CASPER (WNE) — Wyoming health officials have seen an uptick in the number of stomach-related illnesses in the state. The increases have been noted in Sheridan and Park counties in the …
CASPER (WNE) — Wyoming health officials have seen an uptick in the number of stomach-related illnesses in the state. The increases have been noted in Sheridan and Park counties in the north and Laramie County in the southeast, according to a press release from the Wyoming Department of Health.
“We are specifically seeing increased reports in school and restaurant settings,” Matt Peterson, health department surveillance epidemiologist, said in a statement.
The illness, gastroenteritis, is colloquially known as the stomach flu. Its symptoms include vomiting, nausea, diarrhea and chills. It can be caused by several different viruses, according to the health department, with noroviruses being the most common.
Some bacteria can also cause the illness, which can come on quickly and last one to 10 days.
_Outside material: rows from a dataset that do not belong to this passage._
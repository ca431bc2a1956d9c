use baseflow_build::DockerEngine;
use colored::Colorize;

/// Connect to the Docker daemon, explaining how to fix a failed connection
pub async fn connect_with_error_handling() -> anyhow::Result<DockerEngine> {
    match DockerEngine::connect().await {
        Ok(engine) => Ok(engine),
        Err(e) => {
            eprintln!();
            eprintln!("{}", "✗ Docker connection error".red().bold());
            eprintln!();
            eprintln!("{}", "Cause:".yellow());
            eprintln!("  {}", e);
            eprintln!();
            eprintln!("{}", "How to fix:".yellow());
            eprintln!("  • Check that the Docker daemon is running");
            eprintln!("  • Check DOCKER_HOST if you use a remote or rootless daemon");
            eprintln!("  • Check that `docker ps` works for the current user");
            Err(anyhow::anyhow!("Failed to connect to Docker"))
        }
    }
}
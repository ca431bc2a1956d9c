use crate::docker;
use baseflow_build::{BuildError, TrackingStore};
use baseflow_config::Settings;
use colored::Colorize;
use std::sync::Arc;

pub async fn handle(settings: &Settings, tag: Option<String>, verbose: bool) -> anyhow::Result<()> {
    // Fail on a missing tracking file before touching the daemon
    let has_records = super::tracking_store(settings)
        .load()
        .await?
        .is_some_and(|data| !data.is_empty());
    if !has_records {
        return Err(BuildError::NothingBuilt.into());
    }

    println!("{}", "Publishing base images...".blue());

    let engine = docker::connect_with_error_handling().await?;
    let manager = super::manager(settings, Arc::new(engine), None);

    let pushed = manager.publish(tag.as_deref(), verbose).await?;

    if !pushed.is_empty() {
        println!();
        println!(
            "{}",
            format!("✓ Published {} image(s)", pushed.len()).green().bold()
        );
    }
    Ok(())
}
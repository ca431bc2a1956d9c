//! Container engine abstraction
//!
//! The manager only needs four engine operations. [`crate::DockerEngine`]
//! implements them against the Docker Engine API.

use crate::error::BuildResult;
use async_trait::async_trait;
use std::path::PathBuf;

/// Parameters for a single image build
#[derive(Debug, Clone, PartialEq, Eq)]
pub struct BuildRequest {
    /// Directory containing the Dockerfile, sent as the build context
    pub context_dir: PathBuf,
    /// Full tag to apply (`repo:tag`)
    pub tag: String,
    /// Pull newer versions of `FROM` images
    pub pull: bool,
    pub no_cache: bool,
    /// Stream engine output to the console
    pub verbose: bool,
}

#[async_trait]
pub trait ContainerEngine: Send + Sync {
    /// Build an image from `request.context_dir`
    async fn build(&self, request: &BuildRequest) -> BuildResult<()>;

    /// Add `repository:tag` to an existing image
    async fn tag(&self, source: &str, repository: &str, tag: &str) -> BuildResult<()>;

    /// Whether an image with this reference exists locally
    async fn image_exists(&self, image: &str) -> BuildResult<bool>;

    /// Push `repository:tag` to its registry
    async fn push(&self, repository: &str, tag: &str, verbose: bool) -> BuildResult<()>;
}

#[cfg(test)]
pub(crate) mod fake {
    use super::*;
    use crate::error::BuildError;
    use std::collections::BTreeSet;
    use std::sync::Mutex;

    #[derive(Debug, Clone, PartialEq, Eq)]
    pub enum Call {
        Build(BuildRequest),
        Tag { source: String, target: String },
        Exists(String),
        Push { repository: String, tag: String },
    }

    /// In-memory engine that records calls
    #[derive(Debug, Default)]
    pub struct FakeEngine {
        pub calls: Mutex<Vec<Call>>,
        pub images: Mutex<BTreeSet<String>>,
        /// Tags whose build reports an engine error
        pub fail_build: Mutex<BTreeSet<String>>,
        /// Tags whose build "succeeds" without producing an image
        pub drop_build: Mutex<BTreeSet<String>>,
        /// `repo:tag` references whose push fails
        pub fail_push: Mutex<BTreeSet<String>>,
    }

    impl FakeEngine {
        pub fn calls(&self) -> Vec<Call> {
            self.calls.lock().unwrap().clone()
        }

        pub fn builds(&self) -> Vec<BuildRequest> {
            self.calls()
                .into_iter()
                .filter_map(|c| match c {
                    Call::Build(r) => Some(r),
                    _ => None,
                })
                .collect()
        }

        pub fn pushes(&self) -> Vec<String> {
            self.calls()
                .into_iter()
                .filter_map(|c| match c {
                    Call::Push { repository, tag } => Some(format!("{}:{}", repository, tag)),
                    _ => None,
                })
                .collect()
        }

        pub fn has_image(&self, image: &str) -> bool {
            self.images.lock().unwrap().contains(image)
        }
    }

    #[async_trait]
    impl ContainerEngine for FakeEngine {
        async fn build(&self, request: &BuildRequest) -> BuildResult<()> {
            self.calls.lock().unwrap().push(Call::Build(request.clone()));
            if self.fail_build.lock().unwrap().contains(&request.tag) {
                return Err(BuildError::BuildFailed(format!(
                    "The command '/bin/sh -c false' returned a non-zero code: 1 ({})",
                    request.tag
                )));
            }
            if !self.drop_build.lock().unwrap().contains(&request.tag) {
                self.images.lock().unwrap().insert(request.tag.clone());
            }
            Ok(())
        }

        async fn tag(&self, source: &str, repository: &str, tag: &str) -> BuildResult<()> {
            let target = format!("{}:{}", repository, tag);
            self.calls.lock().unwrap().push(Call::Tag {
                source: source.to_string(),
                target: target.clone(),
            });
            let mut images = self.images.lock().unwrap();
            if !images.contains(source) {
                return Err(BuildError::BuildFailed(format!(
                    "No such image: {}",
                    source
                )));
            }
            images.insert(target);
            Ok(())
        }

        async fn image_exists(&self, image: &str) -> BuildResult<bool> {
            self.calls
                .lock()
                .unwrap()
                .push(Call::Exists(image.to_string()));
            Ok(self.has_image(image))
        }

        async fn push(&self, repository: &str, tag: &str, _verbose: bool) -> BuildResult<()> {
            self.calls.lock().unwrap().push(Call::Push {
                repository: repository.to_string(),
                tag: tag.to_string(),
            });
            let reference = format!("{}:{}", repository, tag);
            if self.fail_push.lock().unwrap().contains(&reference) {
                return Err(BuildError::PushFailed {
                    message: format!("denied: requested access to {} is denied", reference),
                });
            }
            Ok(())
        }
    }
}
use baseflow_build::TrackingStore;
use baseflow_config::Settings;
use colored::Colorize;

pub async fn handle(settings: &Settings) -> anyhow::Result<()> {
    let data = super::tracking_store(settings)
        .load()
        .await?
        .unwrap_or_default();

    if data.is_empty() {
        println!("{}", "No images have been built yet".yellow());
        return Ok(());
    }

    println!(
        "{}",
        format!("Tracked images ({}):", data.len()).bold()
    );
    for (tag, record) in data.iter() {
        let state = if record.is_published {
            "published".green()
        } else if record.is_built {
            "built".yellow()
        } else {
            "pending".normal()
        };
        let built_on = record
            .built_on
            .map(|t| t.format("%Y-%m-%d %H:%M:%S UTC").to_string())
            .unwrap_or_else(|| "-".to_string());

        println!("  {:<10} {} ({})", state, tag.cyan(), built_on);
    }

    let pending = data.unpublished().len();
    if pending > 0 {
        println!();
        println!("{} image(s) waiting to be published", pending);
    }
    Ok(())
}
Health officials are encouraging anyone with the illness to stay away from work, school and social events for at least 48 hours after the last symptoms.
“Gastroenteritis illnesses can be prevented,” Peterson said in the statement. “It sounds too simple, but, truly, good hand washing is critical.”
Gastroenteritis can result in serious dehydration that can even require a hospital stay for young children, people with disabilities, immunocompromised people and older adults.
Two vaccines are available to protect against severe diarrhea from rotovirus in infants and young children, the health department said.